This is the third and the last post in series about scraping with Selenium in Python. In this one, we’ll focus on extracting data: locating elements, reading text, handling the Shadow DOM, and exporting your results.
Table of Contents
- Step 1: Locate Elements Using the By API
- Step 2: Handle Shadow DOM and Nested Elements
- Step 3: Extract Text and Attributes
- Step 4: Parse Tables and Lists
- Step 5: Export Data to CSV or JSON
Step 1: Locate Elements Using the By API
The old find_element_by_* methods are gone in old Selenium. Now you should use the By class.
from selenium import webdriver
from selenium.webdriver.common.by import By
driver = webdriver.Chrome()
driver.get("https://example.com")
# Examples of locators
title = driver.find_element(By.TAG_NAME, "h1")
links = driver.find_elements(By.CSS_SELECTOR, "a")
print(title.text)
print(f"Found {len(links)} links")
driver.quit()
Keep your selectors structured, By.CSS_SELECTOR is usually all you need.
Step 2: Handle Shadow DOM and Nested Elements
Some modern pages hide data inside shadow roots (common in web components). Selenium doesn’t access them directly, but you can reach them with a bit of JavaScript.

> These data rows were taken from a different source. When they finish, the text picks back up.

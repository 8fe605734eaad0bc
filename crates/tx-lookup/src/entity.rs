//! Domain entity value types.
//!
//! Each type carries only what the renderer reads: identifiers for building
//! URLs and display attributes for link labels and titles.

use serde::{Deserialize, Serialize};

/// A project scope.
#[derive(Clone, Debug, PartialEq, Eq, Serialize, Deserialize)]
pub struct Project {
    /// Numeric project id.
    pub id: u64,
    /// URL identifier (e.g., "ecookbook").
    pub identifier: String,
    /// Display name.
    pub name: String,
    /// Title of the wiki start page, `None` when the project has no wiki.
    #[serde(default)]
    pub wiki_start_page: Option<String>,
}

impl Project {
    /// Create a project without a wiki.
    #[must_use]
    pub fn new(id: u64, identifier: impl Into<String>, name: impl Into<String>) -> Self {
        Self {
            id,
            identifier: identifier.into(),
            name: name.into(),
            wiki_start_page: None,
        }
    }

    /// Enable the project wiki with the given start page.
    #[must_use]
    pub fn with_wiki(mut self, start_page: impl Into<String>) -> Self {
        self.wiki_start_page = Some(start_page.into());
        self
    }

    /// Whether the project has a wiki.
    pub fn has_wiki(&self) -> bool {
        self.wiki_start_page.is_some()
    }
}

/// An issue.
#[derive(Clone, Debug, PartialEq, Eq, Serialize, Deserialize)]
pub struct Issue {
    pub id: u64,
    pub project_id: u64,
    pub subject: String,
    /// Status display name (e.g., "New", "Closed").
    pub status: String,
    #[serde(default = "default_ref_id")]
    pub tracker_id: u64,
    #[serde(default = "default_ref_id")]
    pub status_id: u64,
    /// Whether the status is a closed one.
    #[serde(default)]
    pub closed: bool,
}

fn default_ref_id() -> u64 {
    1
}

impl Issue {
    /// Create an open issue with tracker and status ids of 1.
    #[must_use]
    pub fn new(
        id: u64,
        project_id: u64,
        subject: impl Into<String>,
        status: impl Into<String>,
    ) -> Self {
        Self {
            id,
            project_id,
            subject: subject.into(),
            status: status.into(),
            tracker_id: 1,
            status_id: 1,
            closed: false,
        }
    }

    /// Mark the issue as closed with the given status id.
    #[must_use]
    pub fn with_closed_status(mut self, status_id: u64) -> Self {
        self.status_id = status_id;
        self.closed = true;
        self
    }

    /// CSS classes describing the issue's tracker and status.
    ///
    /// ```ignore
    /// assert_eq!(issue.css_classes(), "issue tracker-1 status-5 closed");
    /// ```
    pub fn css_classes(&self) -> String {
        let mut classes = format!(
            "issue tracker-{} status-{}",
            self.tracker_id, self.status_id
        );
        if self.closed {
            classes.push_str(" closed");
        }
        classes
    }
}

/// A project version (milestone).
#[derive(Clone, Debug, PartialEq, Eq, Serialize, Deserialize)]
pub struct Version {
    pub id: u64,
    pub project_id: u64,
    pub name: String,
}

/// A source repository attached to a project.
#[derive(Clone, Debug, PartialEq, Eq, Serialize, Deserialize)]
pub struct Repository {
    pub id: u64,
    pub project_id: u64,
    /// Repository identifier used in URLs and `repo|` prefixes.
    #[serde(default)]
    pub identifier: Option<String>,
    /// Whether this is the project's main repository.
    #[serde(default)]
    pub is_default: bool,
    /// Whether changesets are identified by their SCM hash (Git, Mercurial)
    /// rather than by revision number.
    #[serde(default)]
    pub uses_scmid: bool,
}

impl Repository {
    /// Identifier to put in URLs, `None` for the default repository.
    pub fn identifier_param(&self) -> Option<String> {
        if self.is_default {
            None
        } else {
            Some(
                self.identifier
                    .clone()
                    .unwrap_or_else(|| self.id.to_string()),
            )
        }
    }
}

/// A commit in a repository.
#[derive(Clone, Debug, PartialEq, Eq, Serialize, Deserialize)]
pub struct Changeset {
    pub repository_id: u64,
    /// Revision number or name.
    pub revision: String,
    /// SCM hash, when the backend has one.
    #[serde(default)]
    pub scmid: Option<String>,
    /// Commit message.
    #[serde(default)]
    pub comments: String,
}

impl Changeset {
    /// Identifier used in revision URLs for the given repository.
    pub fn identifier<'a>(&'a self, repository: &Repository) -> &'a str {
        match (&self.scmid, repository.uses_scmid) {
            (Some(scmid), true) => scmid,
            _ => &self.revision,
        }
    }
}

#[derive(Clone, Debug, PartialEq, Eq, Serialize, Deserialize)]
pub struct Document {
    pub id: u64,
    pub project_id: u64,
    pub title: String,
}

/// A forum.
#[derive(Clone, Debug, PartialEq, Eq, Serialize, Deserialize)]
pub struct Board {
    pub id: u64,
    pub project_id: u64,
    pub name: String,
}

/// A forum message; replies point at their topic through `parent_id`.
#[derive(Clone, Debug, PartialEq, Eq, Serialize, Deserialize)]
pub struct Message {
    pub id: u64,
    pub board_id: u64,
    pub subject: String,
    #[serde(default)]
    pub parent_id: Option<u64>,
}

#[derive(Clone, Debug, PartialEq, Eq, Serialize, Deserialize)]
pub struct News {
    pub id: u64,
    pub project_id: u64,
    pub title: String,
}

/// A wiki page with its current text.
#[derive(Clone, Debug, PartialEq, Eq, Serialize, Deserialize)]
pub struct WikiPage {
    pub project_id: u64,
    /// Normalized title (see [`WikiPage::titleize`]).
    pub title: String,
    #[serde(default)]
    pub text: String,
}

impl WikiPage {
    /// Create a page, normalizing its title.
    #[must_use]
    pub fn new(project_id: u64, title: &str, text: impl Into<String>) -> Self {
        Self {
            project_id,
            title: Self::titleize(title),
            text: text.into(),
        }
    }

    /// Normalize a page title the way page URLs spell it.
    ///
    /// Whitespace runs become `_`, the characters `, . / ? ; | :` are removed
    /// and the first letter is upper-cased.
    ///
    /// ```ignore
    /// assert_eq!(WikiPage::titleize("another page"), "Another_page");
    /// ```
    pub fn titleize(title: &str) -> String {
        let mut out = String::with_capacity(title.len());
        let mut in_space = false;
        for c in title.chars() {
            if c.is_whitespace() {
                if !in_space {
                    out.push('_');
                }
                in_space = true;
                continue;
            }
            in_space = false;
            if !matches!(c, ',' | '.' | '/' | '?' | ';' | '|' | ':') {
                out.push(c);
            }
        }
        let mut chars = out.chars();
        match chars.next() {
            Some(first) => first.to_uppercase().chain(chars).collect(),
            None => String::new(),
        }
    }
}

/// A file attached to the object being rendered.
#[derive(Clone, Debug, PartialEq, Eq, Serialize, Deserialize)]
pub struct Attachment {
    pub id: u64,
    /// Stored filename, original case preserved.
    pub filename: String,
    #[serde(default)]
    pub description: Option<String>,
    /// Creation time as seconds since Unix epoch.
    #[serde(default)]
    pub created_on: i64,
}

impl Attachment {
    #[must_use]
    pub fn new(id: u64, filename: impl Into<String>, created_on: i64) -> Self {
        Self {
            id,
            filename: filename.into(),
            description: None,
            created_on,
        }
    }

    #[must_use]
    pub fn with_description(mut self, description: impl Into<String>) -> Self {
        self.description = Some(description.into());
        self
    }

    /// Pick the most recently created attachment named `filename`,
    /// compared case-insensitively. Later entries win ties.
    pub fn latest<'a>(candidates: &'a [Attachment], filename: &str) -> Option<&'a Attachment> {
        let wanted = filename.to_lowercase();
        candidates
            .iter()
            .filter(|a| a.filename.to_lowercase() == wanted)
            .max_by_key(|a| a.created_on)
    }
}

#[cfg(test)]
mod tests {
    use super::*;

    #[test]
    fn test_titleize() {
        assert_eq!(WikiPage::titleize("Another page"), "Another_page");
        assert_eq!(WikiPage::titleize("another  page"), "Another_page");
        assert_eq!(WikiPage::titleize("CookBook documentation"), "CookBook_documentation");
        assert_eq!(WikiPage::titleize("Version 1.0: notes?"), "Version_10_notes");
        assert_eq!(WikiPage::titleize("école"), "École");
        assert_eq!(WikiPage::titleize(""), "");
    }

    #[test]
    fn test_issue_css_classes() {
        let issue = Issue::new(3, 1, "Error 281", "New");
        assert_eq!(issue.css_classes(), "issue tracker-1 status-1");

        let closed = Issue::new(8, 1, "Closed issue", "Closed").with_closed_status(5);
        assert_eq!(closed.css_classes(), "issue tracker-1 status-5 closed");
    }

    #[test]
    fn test_repository_identifier_param() {
        let default = Repository {
            id: 10,
            project_id: 1,
            identifier: None,
            is_default: true,
            uses_scmid: false,
        };
        assert_eq!(default.identifier_param(), None);

        let named = Repository {
            identifier: Some("hg1".to_owned()),
            is_default: false,
            ..default.clone()
        };
        assert_eq!(named.identifier_param(), Some("hg1".to_owned()));

        let unnamed = Repository {
            identifier: None,
            is_default: false,
            ..default
        };
        assert_eq!(unnamed.identifier_param(), Some("10".to_owned()));
    }

    #[test]
    fn test_changeset_identifier() {
        let svn = Repository {
            id: 10,
            project_id: 1,
            identifier: None,
            is_default: true,
            uses_scmid: false,
        };
        let hg = Repository {
            uses_scmid: true,
            ..svn.clone()
        };
        let changeset = Changeset {
            repository_id: 10,
            revision: "123".to_owned(),
            scmid: Some("abcd".to_owned()),
            comments: String::new(),
        };
        assert_eq!(changeset.identifier(&svn), "123");
        assert_eq!(changeset.identifier(&hg), "abcd");
    }

    #[test]
    fn test_latest_attachment_case_insensitive() {
        let candidates = vec![
            Attachment::new(1, "testfile.PNG", 100),
            Attachment::new(2, "testfile.png", 200),
            Attachment::new(3, "other.png", 300),
        ];
        let found = Attachment::latest(&candidates, "TestFile.png").unwrap();
        assert_eq!(found.id, 2);

        let older_last = vec![
            Attachment::new(2, "testfile.png", 200),
            Attachment::new(1, "testfile.PNG", 100),
        ];
        assert_eq!(Attachment::latest(&older_last, "testfile.png").unwrap().id, 2);
        assert!(Attachment::latest(&candidates, "missing.png").is_none());
    }
}
/// Offset of the `)` matching the `(` at the start of `s`, on the same line.
fn matching_paren(s: &str) -> Option<usize> {
    let mut depth = 0usize;
    for (i, c) in s.char_indices() {
        match c {
            '(' => depth += 1,
            ')' => {
                depth -= 1;
                if depth == 0 {
                    return Some(i);
                }
            }
            '\n' => return None,
            _ => {}
        }
    }
    None
}
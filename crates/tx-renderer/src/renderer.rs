//! Render orchestration: blocks in, HTML out.

use std::fmt::Write;

use tx_lookup::Lookup;

use crate::anchor::{
    AnchorNamer, HeadingEntry, heading_text, page_anchor, render_toc, sanitize_anchor,
};
use crate::block::{Block, BlockKind, ListItem, Origin, Pre, Table, parse_blocks};
use crate::context::{RenderContext, WikiLinkMode};
use crate::highlight::Highlighter;
use crate::inline::{InlineFormatter, is_placeholder};
use crate::macros::{Macro, MacroExpander, Placement};
use crate::modifiers::Modifiers;
use crate::resolver::Resolver;
use crate::routes::{DefaultRoutes, Routes};
use crate::sanitize::{escape_code, escape_html};

/// Default limit for nested `{{include}}` macros.
pub const DEFAULT_MAX_INCLUDE_DEPTH: usize = 10;

/// Anchor name used when a heading has no usable text.
const FALLBACK_ANCHOR: &str = "section";

/// Result of rendering text.
#[derive(Clone, Debug, Default)]
#[cfg_attr(feature = "serde", derive(serde::Serialize))]
pub struct RenderResult {
    /// Rendered HTML.
    pub html: String,
    /// Headings in document order, including those of included pages.
    pub headings: Vec<HeadingEntry>,
    /// Problems an author may want to know about (failed includes, unknown
    /// macros). Rendering never fails because of them.
    pub warnings: Vec<String>,
}

/// Textile renderer bound to a lookup service.
///
/// A renderer holds no per-render state; one instance may serve many
/// renders, including concurrent ones.
///
/// # Example
///
/// ```ignore
/// use tx_lookup::MemoryLookup;
/// use tx_renderer::{RenderContext, Renderer};
///
/// let lookup = MemoryLookup::new();
/// let renderer = Renderer::new(&lookup).with_max_include_depth(5);
/// let result = renderer.render("h1. Title\n\nSome *text*", &RenderContext::new());
/// assert!(result.html.contains("<strong>text</strong>"));
/// ```
pub struct Renderer<'a> {
    lookup: &'a dyn Lookup,
    routes: Box<dyn Routes>,
    highlighter: Option<Box<dyn Highlighter>>,
    macros: Vec<Box<dyn Macro>>,
    max_include_depth: usize,
}
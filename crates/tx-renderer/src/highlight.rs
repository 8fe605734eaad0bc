//! Syntax highlighting plugin.
//!
//! Code blocks tagged with a language (`<pre><code class="ruby">` or
//! `bc(ruby).`) are offered to the registered [`Highlighter`]. Its output is
//! trusted and placed inside the `<code>` element as is, which then gains a
//! `syntaxhl` class. Returning `None` falls back to escaped plain text.
//!
//! # Example
//!
//! ```ignore
//! use tx_renderer::{Highlighter, Renderer};
//!
//! struct KeywordHighlighter;
//!
//! impl Highlighter for KeywordHighlighter {
//!     fn highlight(&self, language: &str, source: &str) -> Option<String> {
//!         (language == "ruby").then(|| source.replace("def", "<span class=\"k\">def</span>"))
//!     }
//! }
//!
//! let renderer = Renderer::new(&lookup).with_highlighter(KeywordHighlighter);
//! ```

/// Turns source code into highlighted HTML.
pub trait Highlighter: Send + Sync {
    /// Highlight `source` written in `language`.
    ///
    /// Returns `None` for unsupported languages. Returned HTML must escape
    /// the source's own markup.
    fn highlight(&self, language: &str, source: &str) -> Option<String>;
}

shadow_host = driver.find_element(By.CSS_SELECTOR, "custom-element")
shadow_root = driver.execute_script("return arguments[0].shadowRoot", shadow_host)
inner_button = shadow_root.find_element(By.CSS_SELECTOR, "button")
inner_button.click()
You won’t need this often, but it’s good to know when a normal locator suddenly stops working.
Step 3: Extract Text and Attributes
.text gives you the visible content of an element. For hidden or internal data, use .get_attribute().
item = driver.find_element(By.CSS_SELECTOR, ".product")
name = item.text
price = item.get_attribute("data-price")
print(name, price)
Step 4: Parse Tables and Lists
You can easily scrape structured data like tables or lists using simple loops.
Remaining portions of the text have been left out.